Dataset items:

####################

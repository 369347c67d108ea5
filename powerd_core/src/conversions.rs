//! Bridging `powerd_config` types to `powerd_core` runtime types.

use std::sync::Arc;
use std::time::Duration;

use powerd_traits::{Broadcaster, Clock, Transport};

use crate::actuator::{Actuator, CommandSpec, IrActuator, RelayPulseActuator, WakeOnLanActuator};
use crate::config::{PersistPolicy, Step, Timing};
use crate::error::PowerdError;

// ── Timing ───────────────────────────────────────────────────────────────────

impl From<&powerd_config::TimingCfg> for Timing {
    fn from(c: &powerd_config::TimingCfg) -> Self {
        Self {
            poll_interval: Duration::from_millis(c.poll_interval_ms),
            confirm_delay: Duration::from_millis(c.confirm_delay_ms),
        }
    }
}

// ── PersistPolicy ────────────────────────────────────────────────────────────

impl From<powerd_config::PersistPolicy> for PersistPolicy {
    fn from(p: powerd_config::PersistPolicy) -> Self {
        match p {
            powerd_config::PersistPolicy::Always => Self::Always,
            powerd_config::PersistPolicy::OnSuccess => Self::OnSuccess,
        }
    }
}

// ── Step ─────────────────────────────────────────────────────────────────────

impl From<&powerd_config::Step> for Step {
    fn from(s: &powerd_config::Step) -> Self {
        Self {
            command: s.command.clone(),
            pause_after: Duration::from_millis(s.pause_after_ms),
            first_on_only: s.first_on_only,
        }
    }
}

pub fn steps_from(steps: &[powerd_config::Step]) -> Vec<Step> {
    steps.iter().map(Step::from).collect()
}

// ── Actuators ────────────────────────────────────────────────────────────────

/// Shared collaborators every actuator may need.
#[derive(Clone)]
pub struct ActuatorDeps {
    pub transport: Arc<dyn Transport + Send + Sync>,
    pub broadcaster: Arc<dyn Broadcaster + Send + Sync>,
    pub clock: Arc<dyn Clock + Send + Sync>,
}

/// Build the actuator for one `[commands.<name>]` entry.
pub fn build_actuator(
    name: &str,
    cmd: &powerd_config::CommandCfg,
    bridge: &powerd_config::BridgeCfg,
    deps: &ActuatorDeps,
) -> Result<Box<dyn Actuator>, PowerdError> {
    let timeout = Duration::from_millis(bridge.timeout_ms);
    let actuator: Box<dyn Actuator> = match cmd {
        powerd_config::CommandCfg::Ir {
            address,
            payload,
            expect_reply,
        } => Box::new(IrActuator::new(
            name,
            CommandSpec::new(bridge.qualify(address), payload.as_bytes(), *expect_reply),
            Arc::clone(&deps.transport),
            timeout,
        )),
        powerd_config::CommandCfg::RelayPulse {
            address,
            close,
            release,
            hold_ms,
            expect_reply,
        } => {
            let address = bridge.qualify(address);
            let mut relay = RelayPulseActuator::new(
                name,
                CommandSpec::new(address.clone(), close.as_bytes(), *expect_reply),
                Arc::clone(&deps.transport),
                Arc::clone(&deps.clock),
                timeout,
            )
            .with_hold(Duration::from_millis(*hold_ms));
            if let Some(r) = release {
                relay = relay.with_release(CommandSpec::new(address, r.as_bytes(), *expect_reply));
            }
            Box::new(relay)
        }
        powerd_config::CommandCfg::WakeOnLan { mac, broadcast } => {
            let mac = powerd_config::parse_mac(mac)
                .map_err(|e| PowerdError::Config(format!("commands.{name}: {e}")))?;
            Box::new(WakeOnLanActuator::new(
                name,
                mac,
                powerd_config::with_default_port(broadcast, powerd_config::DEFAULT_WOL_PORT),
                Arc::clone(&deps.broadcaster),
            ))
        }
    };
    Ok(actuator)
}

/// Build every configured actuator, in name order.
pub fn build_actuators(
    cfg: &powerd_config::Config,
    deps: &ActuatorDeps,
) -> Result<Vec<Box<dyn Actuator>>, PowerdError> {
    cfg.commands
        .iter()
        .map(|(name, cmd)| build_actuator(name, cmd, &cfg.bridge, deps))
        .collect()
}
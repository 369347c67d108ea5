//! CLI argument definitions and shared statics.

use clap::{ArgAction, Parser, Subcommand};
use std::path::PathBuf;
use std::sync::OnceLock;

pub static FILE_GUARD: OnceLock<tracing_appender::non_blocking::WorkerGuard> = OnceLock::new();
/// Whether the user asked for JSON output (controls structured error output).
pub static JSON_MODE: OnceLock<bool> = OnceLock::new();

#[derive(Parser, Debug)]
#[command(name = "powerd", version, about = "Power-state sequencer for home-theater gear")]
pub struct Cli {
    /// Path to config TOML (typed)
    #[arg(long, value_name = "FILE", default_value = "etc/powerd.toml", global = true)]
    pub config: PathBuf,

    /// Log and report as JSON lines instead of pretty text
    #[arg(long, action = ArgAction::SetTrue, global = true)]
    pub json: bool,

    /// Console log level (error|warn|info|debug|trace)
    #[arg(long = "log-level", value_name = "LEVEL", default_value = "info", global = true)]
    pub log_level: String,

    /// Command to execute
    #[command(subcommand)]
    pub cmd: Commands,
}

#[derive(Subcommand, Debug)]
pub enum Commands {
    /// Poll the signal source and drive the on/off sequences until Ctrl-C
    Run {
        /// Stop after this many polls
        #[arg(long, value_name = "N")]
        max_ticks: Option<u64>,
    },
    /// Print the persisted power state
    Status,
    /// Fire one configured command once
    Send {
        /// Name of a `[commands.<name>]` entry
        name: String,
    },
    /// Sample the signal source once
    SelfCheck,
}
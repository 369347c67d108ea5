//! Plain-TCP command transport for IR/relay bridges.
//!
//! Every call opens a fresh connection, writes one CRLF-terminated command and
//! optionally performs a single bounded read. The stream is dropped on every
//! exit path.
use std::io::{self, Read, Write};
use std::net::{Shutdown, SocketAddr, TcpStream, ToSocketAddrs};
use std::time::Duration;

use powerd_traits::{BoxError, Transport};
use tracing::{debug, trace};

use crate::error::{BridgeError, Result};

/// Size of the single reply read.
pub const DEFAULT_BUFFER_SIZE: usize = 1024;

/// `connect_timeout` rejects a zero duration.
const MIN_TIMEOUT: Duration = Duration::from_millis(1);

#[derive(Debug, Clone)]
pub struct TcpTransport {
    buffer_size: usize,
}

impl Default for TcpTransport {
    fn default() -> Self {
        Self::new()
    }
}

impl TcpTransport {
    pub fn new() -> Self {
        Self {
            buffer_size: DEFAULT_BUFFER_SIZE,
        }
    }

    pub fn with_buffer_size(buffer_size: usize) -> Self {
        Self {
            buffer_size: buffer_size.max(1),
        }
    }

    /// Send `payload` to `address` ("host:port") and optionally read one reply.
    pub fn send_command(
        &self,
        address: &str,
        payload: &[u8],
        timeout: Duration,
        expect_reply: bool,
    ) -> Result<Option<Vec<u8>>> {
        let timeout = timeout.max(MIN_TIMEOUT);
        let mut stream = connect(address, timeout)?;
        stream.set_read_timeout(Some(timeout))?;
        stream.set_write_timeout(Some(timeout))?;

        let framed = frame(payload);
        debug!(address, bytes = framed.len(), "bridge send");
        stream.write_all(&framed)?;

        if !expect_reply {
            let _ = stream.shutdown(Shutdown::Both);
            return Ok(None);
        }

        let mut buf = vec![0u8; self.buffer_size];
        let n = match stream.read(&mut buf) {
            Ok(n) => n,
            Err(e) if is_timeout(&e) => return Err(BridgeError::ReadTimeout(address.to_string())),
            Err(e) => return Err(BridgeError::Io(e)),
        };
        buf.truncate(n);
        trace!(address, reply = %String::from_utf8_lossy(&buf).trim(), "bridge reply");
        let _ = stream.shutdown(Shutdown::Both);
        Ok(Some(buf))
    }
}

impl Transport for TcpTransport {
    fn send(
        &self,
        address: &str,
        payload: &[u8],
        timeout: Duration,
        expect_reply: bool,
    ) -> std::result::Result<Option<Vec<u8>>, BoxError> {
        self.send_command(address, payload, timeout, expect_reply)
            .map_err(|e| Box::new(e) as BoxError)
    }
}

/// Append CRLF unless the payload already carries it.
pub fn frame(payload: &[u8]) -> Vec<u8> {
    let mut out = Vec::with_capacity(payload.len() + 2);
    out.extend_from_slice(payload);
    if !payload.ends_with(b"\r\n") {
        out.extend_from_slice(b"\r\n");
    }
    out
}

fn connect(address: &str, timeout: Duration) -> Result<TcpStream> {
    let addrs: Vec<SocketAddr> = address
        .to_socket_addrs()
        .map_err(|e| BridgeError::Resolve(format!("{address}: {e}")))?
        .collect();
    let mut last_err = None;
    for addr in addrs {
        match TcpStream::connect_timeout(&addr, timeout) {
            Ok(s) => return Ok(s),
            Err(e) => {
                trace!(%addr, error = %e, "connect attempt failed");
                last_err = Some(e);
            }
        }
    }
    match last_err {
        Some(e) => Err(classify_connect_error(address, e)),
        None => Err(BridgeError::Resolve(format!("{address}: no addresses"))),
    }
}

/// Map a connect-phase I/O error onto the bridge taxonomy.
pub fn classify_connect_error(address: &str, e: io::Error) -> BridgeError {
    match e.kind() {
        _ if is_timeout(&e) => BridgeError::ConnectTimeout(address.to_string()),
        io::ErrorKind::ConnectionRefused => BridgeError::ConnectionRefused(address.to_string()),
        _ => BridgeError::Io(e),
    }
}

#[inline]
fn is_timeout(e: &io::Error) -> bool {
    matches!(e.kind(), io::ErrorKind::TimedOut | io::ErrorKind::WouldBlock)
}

####################

Brief: Could you retype exactly the lines above, starting at the line that contains "pub fn new()" and ending at the line that contains "for addr in", and nothing more?

Your response:
    pub fn new() -> Self {
        Self {
            buffer_size: DEFAULT_BUFFER_SIZE,
        }
    }

    pub fn with_buffer_size(buffer_size: usize) -> Self {
        Self {
            buffer_size: buffer_size.max(1),
        }
    }

    /// Send `payload` to `address` ("host:port") and optionally read one reply.
    pub fn send_command(
        &self,
        address: &str,
        payload: &[u8],
        timeout: Duration,
        expect_reply: bool,
    ) -> Result<Option<Vec<u8>>> {
        let timeout = timeout.max(MIN_TIMEOUT);
        let mut stream = connect(address, timeout)?;
        stream.set_read_timeout(Some(timeout))?;
        stream.set_write_timeout(Some(timeout))?;

        let framed = frame(payload);
        debug!(address, bytes = framed.len(), "bridge send");
        stream.write_all(&framed)?;

        if !expect_reply {
            let _ = stream.shutdown(Shutdown::Both);
            return Ok(None);
        }

        let mut buf = vec![0u8; self.buffer_size];
        let n = match stream.read(&mut buf) {
            Ok(n) => n,
            Err(e) if is_timeout(&e) => return Err(BridgeError::ReadTimeout(address.to_string())),
            Err(e) => return Err(BridgeError::Io(e)),
        };
        buf.truncate(n);
        trace!(address, reply = %String::from_utf8_lossy(&buf).trim(), "bridge reply");
        let _ = stream.shutdown(Shutdown::Both);
        Ok(Some(buf))
    }
}

impl Transport for TcpTransport {
    fn send(
        &self,
        address: &str,
        payload: &[u8],
        timeout: Duration,
        expect_reply: bool,
    ) -> std::result::Result<Option<Vec<u8>>, BoxError> {
        self.send_command(address, payload, timeout, expect_reply)
            .map_err(|e| Box::new(e) as BoxError)
    }
}

/// Append CRLF unless the payload already carries it.
pub fn frame(payload: &[u8]) -> Vec<u8> {
    let mut out = Vec::with_capacity(payload.len() + 2);
    out.extend_from_slice(payload);
    if !payload.ends_with(b"\r\n") {
        out.extend_from_slice(b"\r\n");
    }
    out
}

fn connect(address: &str, timeout: Duration) -> Result<TcpStream> {
    let addrs: Vec<SocketAddr> = address
        .to_socket_addrs()
        .map_err(|e| BridgeError::Resolve(format!("{address}: {e}")))?
        .collect();
    let mut last_err = None;
    for addr in addrs {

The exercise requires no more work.